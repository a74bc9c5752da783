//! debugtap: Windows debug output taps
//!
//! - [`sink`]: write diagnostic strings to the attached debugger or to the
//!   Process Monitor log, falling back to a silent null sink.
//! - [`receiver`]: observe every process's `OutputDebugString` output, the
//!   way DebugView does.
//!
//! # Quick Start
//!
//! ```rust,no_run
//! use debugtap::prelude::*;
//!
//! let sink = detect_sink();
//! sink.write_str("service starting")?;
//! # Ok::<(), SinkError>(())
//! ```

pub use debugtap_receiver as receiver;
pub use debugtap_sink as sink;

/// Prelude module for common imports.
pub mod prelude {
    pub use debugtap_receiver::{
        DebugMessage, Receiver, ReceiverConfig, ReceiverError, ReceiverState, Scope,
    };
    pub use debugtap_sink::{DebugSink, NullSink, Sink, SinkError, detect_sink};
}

-------

* _WORK INSTRUCTION_
The expected response is every record, reproduced word for word.

* _SOLUTION TO THIS TASK_
repository a74bc9c5752da783
//! debugtap: Windows debug output taps
//!
//! - [`sink`]: write diagnostic strings to the attached debugger or to the
//!   Process Monitor log, falling back to a silent null sink.
//! - [`receiver`]: observe every process's `OutputDebugString` output, the
//!   way DebugView does.
//!
//! # Quick Start
//!
//! ```rust,no_run
//! use debugtap::prelude::*;
//!
//! let sink = detect_sink();
//! sink.write_str("service starting")?;
//! # Ok::<(), SinkError>(())
//! ```

pub use debugtap_receiver as receiver;
pub use debugtap_sink as sink;

/// Prelude module for common imports.
pub mod prelude {
    pub use debugtap_receiver::{
        DebugMessage, Receiver, ReceiverConfig, ReceiverError, ReceiverState, Scope,
    };
    pub use debugtap_sink::{DebugSink, NullSink, Sink, SinkError, detect_sink};
}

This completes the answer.